Especially interesting is the relationship of Levitt and Neil Ferguson, the scientist who may be the most responsible for spreading the global fear over the SARS-CoV-2 virus. Of less importance is how Levitt is angrily complaining that arrogant Ferguson did not respond to his e-mails. Much more important is that the scientific community as a whole failed miserably at mutual communication and discussion of facts. The coordination of scientific resources on a global scale was completely nonexistent, while at the same time two-thirds of scientists are boasting of being globalists. The world today would probably be much less different from the prepandemic time if the global coordination of science did not fail so miserably. Is not it bizarre that a Nobel prize winner is trying to reach the epidemiologist Ferguson and he doesn’t want to or can’t find the time to speak to one of the greatest contemporary minds when it comes to data analysis and projections? Or is this considered normal behavior in the world of contemporary science? The second answer isn’t impossible.
At this moment, Great Britain has little over 40 thousand casualties of COVID-19, which is more than Ferguson projected when he asked for strict social distancing measures, testing and isolation of the infected. He believed that his measures would keep the number of infected below 20 thousand. So, he not only overestimated the danger of the virus, but also the efficiency of his measures in protecting against a virus which turned out to be much less dangerous than he announced.

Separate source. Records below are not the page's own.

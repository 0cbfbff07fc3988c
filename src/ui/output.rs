//! Console summaries printed at the end of each run

use crate::config::Settings;
use crate::describe::DescribeSummary;
use crate::favicon::{MissingLogo, QualityInfo, UpdateSummary, VerifySummary};
use crate::linkcheck::CheckOutcome;
use crate::ui::color::{Colors, colorize, failure, heading, muted, success, warning};

/// Print every line to stdout
pub fn print_lines(lines: &[String]) {
    for line in lines {
        println!("{line}");
    }
}

fn setting(label: &str, value: impl ToString) -> String {
    format!(
        "{}: {}",
        colorize(
            &format!("{}{label}{}", Colors::BOLD, Colors::RESET),
            Colors::CYAN
        ),
        value.to_string()
    )
}

/// The resolved run settings in a user-friendly form
pub fn settings_lines(settings: &Settings) -> Vec<String> {
    let mut lines = vec![
        setting("Dataset", settings.dataset.display()),
        setting("Workers", settings.workers),
        setting("Timeout (seconds)", settings.timeout.as_secs()),
        setting(
            "Extended timeout (seconds)",
            settings.extended_timeout.as_secs(),
        ),
        setting("Retry attempts", settings.retries),
    ];
    if settings.insecure {
        lines.push(setting("Skip SSL verification", true));
    }
    lines
}

pub fn describe_summary_lines(summary: &DescribeSummary) -> Vec<String> {
    vec![
        String::new(),
        heading("📊 Summary"),
        format!("  Total links:   {}", summary.total),
        format!("  Updated:       {}", success(&summary.updated.to_string())),
        format!("  Failed:        {}", failure(&summary.failed.to_string())),
        format!("  Elapsed:       {:.2}s", summary.elapsed.as_secs_f64()),
        format!("  Average:       {:.2}s per link", summary.average_seconds()),
    ]
}

pub fn linkcheck_summary_lines(outcome: &CheckOutcome) -> Vec<String> {
    let stats = &outcome.stats;
    let mut lines = vec![
        String::new(),
        heading("📊 Check complete"),
        format!("  Total:          {}", stats.total),
        format!(
            "  ✅ Success:     {} ({:.1}%)",
            success(&stats.success.to_string()),
            stats.percentage(stats.success)
        ),
        format!("  🔄 Redirects:   {}", stats.redirect),
        format!("  ⏰ Timeouts:    {}", stats.timeout),
        format!("  🔒 SSL errors:  {}", stats.ssl_error),
        format!("  🌐 DNS errors:  {}", stats.dns_error),
        format!("  ❌ Failed:      {}", stats.failed),
        format!("  🚫 Invalid:     {}", stats.invalid_url),
        format!("  ❓ Other:       {}", stats.unknown_error),
        format!("  Success rate:   {:.1}%", stats.success_rate()),
    ];

    if outcome.has_failures() {
        lines.push(warning(&format!(
            "\n⚠️  {} link(s) need attention",
            outcome.failed_links().len()
        )));
    } else {
        lines.push(success("\n🎉 All links are reachable"));
    }
    lines
}

/// One line per failed link, in enumeration order
pub fn failed_link_lines(outcome: &CheckOutcome) -> Vec<String> {
    let failed = outcome.failed_links();
    if failed.is_empty() {
        return vec![success("No failed links")];
    }

    let mut lines = vec![heading(&format!("❌ Failed links ({}):", failed.len()))];
    lines.extend(failed.iter().map(|link| {
        format!(
            "  {} {} - {} {}",
            link.status.emoji(),
            link.title,
            link.url,
            muted(&format!(
                "({})",
                link.error.as_deref().unwrap_or(link.status.as_str())
            ))
        )
    }));
    lines
}

/// Result of `check`: availability, type, size and quality level
pub fn quality_lines(info: &QualityInfo) -> Vec<String> {
    if !info.valid {
        return vec![failure(&format!(
            "❌ Logo unavailable: {}",
            info.error.as_deref().unwrap_or("unknown error")
        ))];
    }

    let size = info
        .known_size()
        .map(|bytes| format!(" ({bytes}B)"))
        .unwrap_or_default();
    let mut lines = vec![
        success(&format!("✅ Logo available: {}", info.url)),
        format!(
            "📊 Type: {}{size}",
            info.content_type.as_deref().unwrap_or("unknown")
        ),
        format!(
            "🏆 Quality: {}",
            info.level().map(|level| level.to_string()).unwrap_or_default()
        ),
    ];
    if let Some(message) = info.warning() {
        lines.push(warning(&format!("⚠️  {message}")));
    }
    lines
}

pub fn scan_lines(missing: &[MissingLogo]) -> Vec<String> {
    let mut lines = vec![format!("📋 {} site(s) without a logo:", missing.len())];
    lines.extend(
        missing
            .iter()
            .enumerate()
            .map(|(i, entry)| format!("  {:2}. {} ({})", i + 1, entry.item.title, entry.domain)),
    );
    lines
}

pub fn update_summary_lines(summary: &UpdateSummary) -> Vec<String> {
    vec![
        String::new(),
        heading("📊 Update summary"),
        format!("  Scanned:  {}", summary.scanned),
        format!("  Domains:  {}", summary.domains),
        format!("  Updated:  {}", success(&summary.updated.to_string())),
        format!("  Failed:   {}", failure(&summary.failed.to_string())),
        format!("  Elapsed:  {:.2}s", summary.elapsed.as_secs_f64()),
    ]
}

pub fn verify_summary_lines(summary: &VerifySummary) -> Vec<String> {
    let mut lines = vec![String::new()];
    if !summary.invalid.is_empty() {
        lines.push(warning(&format!(
            "⚠️  Found {} invalid logo(s):",
            summary.invalid.len()
        )));
        lines.extend(
            summary
                .invalid
                .iter()
                .map(|logo| format!("  - {}: {}", logo.title, logo.logo)),
        );
        lines.push(String::new());
    }

    lines.extend([
        heading("📊 Verification results"),
        format!("  Total logos:    {}", summary.total),
        format!("  Valid:          {}", success(&summary.valid.to_string())),
        format!(
            "  Invalid:        {}",
            failure(&summary.invalid.len().to_string())
        ),
        format!("  Validity rate:  {:.1}%", summary.validity_rate()),
    ]);
    if summary.unchecked > 0 {
        lines.push(warning(&format!(
            "  Unchecked:      {} (logos kept)",
            summary.unchecked
        )));
    }
    lines
}

#[cfg(test)]
mod tests {
    #![allow(non_snake_case)]

    use super::*;
    use crate::core::types::work_item;
    use crate::favicon::InvalidLogo;
    use crate::linkcheck::{LinkResult, LinkStatus};
    use serial_test::serial;
    use std::time::Duration;

    fn contains(lines: &[String], needle: &str) -> bool {
        lines.iter().any(|line| line.contains(needle))
    }

    #[test]
    #[serial]
    fn test_describe_summary_lines__reports_average() {
        let summary = DescribeSummary {
            total: 4,
            updated: 3,
            failed: 1,
            elapsed: Duration::from_secs(2),
        };

        let lines = describe_summary_lines(&summary);
        assert!(contains(&lines, "Total links:   4"));
        assert!(contains(&lines, "Average:       0.50s per link"));
    }

    #[test]
    #[serial]
    fn test_failed_link_lines__lists_only_failures() {
        let mut outcome = CheckOutcome::new(2);
        let ok = work_item(0, "Fine", "https://fine.example");
        let bad = work_item(1, "Broken", "https://broken.example");
        outcome.record(LinkResult::failure(&bad, LinkStatus::DnsError, "DNS resolution failed"));
        outcome.record(LinkResult {
            status: LinkStatus::Success,
            status_code: Some(200),
            error: None,
            ..LinkResult::failure(&ok, LinkStatus::Success, "")
        });

        let lines = failed_link_lines(&outcome);

        assert_eq!(lines.len(), 2);
        assert!(lines[1].contains("Broken - https://broken.example"));
        assert!(lines[1].contains("DNS resolution failed"));
    }

    #[test]
    #[serial]
    fn test_failed_link_lines__none_failed() {
        let lines = failed_link_lines(&CheckOutcome::new(0));
        assert_eq!(lines, vec!["No failed links".to_string()]);
    }

    #[test]
    #[serial]
    fn test_quality_lines__low_quality_warns() {
        let info = QualityInfo {
            valid: true,
            url: "https://x.example/favicon.ico".to_string(),
            content_type: Some("image/x-icon".to_string()),
            file_size: Some(120),
            error: None,
        };

        let lines = quality_lines(&info);
        assert!(contains(&lines, "Type: image/x-icon (120B)"));
        assert!(contains(&lines, "Quality: low"));
        assert!(contains(&lines, "low-quality icon"));
    }

    #[test]
    #[serial]
    fn test_quality_lines__invalid() {
        let lines = quality_lines(&QualityInfo::invalid("https://x", "HTTP error"));
        assert_eq!(lines.len(), 1);
        assert!(lines[0].contains("Logo unavailable: HTTP error"));
    }

    #[test]
    #[serial]
    fn test_scan_lines__numbered() {
        let missing = vec![MissingLogo {
            item: work_item(0, "Gitee", "https://gitee.com"),
            domain: "gitee.com".to_string(),
        }];

        let lines = scan_lines(&missing);
        assert_eq!(lines[0], "📋 1 site(s) without a logo:");
        assert_eq!(lines[1], "   1. Gitee (gitee.com)");
    }

    #[test]
    #[serial]
    fn test_verify_summary_lines__lists_invalid_logos() {
        let summary = VerifySummary {
            total: 2,
            valid: 1,
            invalid: vec![InvalidLogo {
                title: "Bad".to_string(),
                logo: "https://bad.example/i.png".to_string(),
            }],
            unchecked: 0,
        };

        let lines = verify_summary_lines(&summary);
        assert!(contains(&lines, "  - Bad: https://bad.example/i.png"));
        assert!(contains(&lines, "Validity rate:  50.0%"));
        assert!(!contains(&lines, "Unchecked"));

        let crashed = VerifySummary {
            total: 1,
            unchecked: 1,
            ..Default::default()
        };
        assert!(contains(&verify_summary_lines(&crashed), "Unchecked:      1 (logos kept)"));
    }
}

Although Ferguson was called out by other virologists for strained assessments on which he based his models (e.g. that 50% of households will not observe quarantine), Ferguson did not resign his position in the Scientific Advisory Group for Emergencies for making wrong projections. He only resigned after it was discovered that he was meeting with a married woman, undermining the governments social distancing message. “I acted in the belief that I was immune, having tested positive for coronavirus and completely isolated myself for almost two weeks after developing symptoms.” Ferguson did not do anything illegal because he did not leave his house. He was only visited by a certain woman. Twice. That doesn’t seem like too much. Twice is still twice, and he had enough free time to respond to the emails of the anxious Levitt. But, he did not.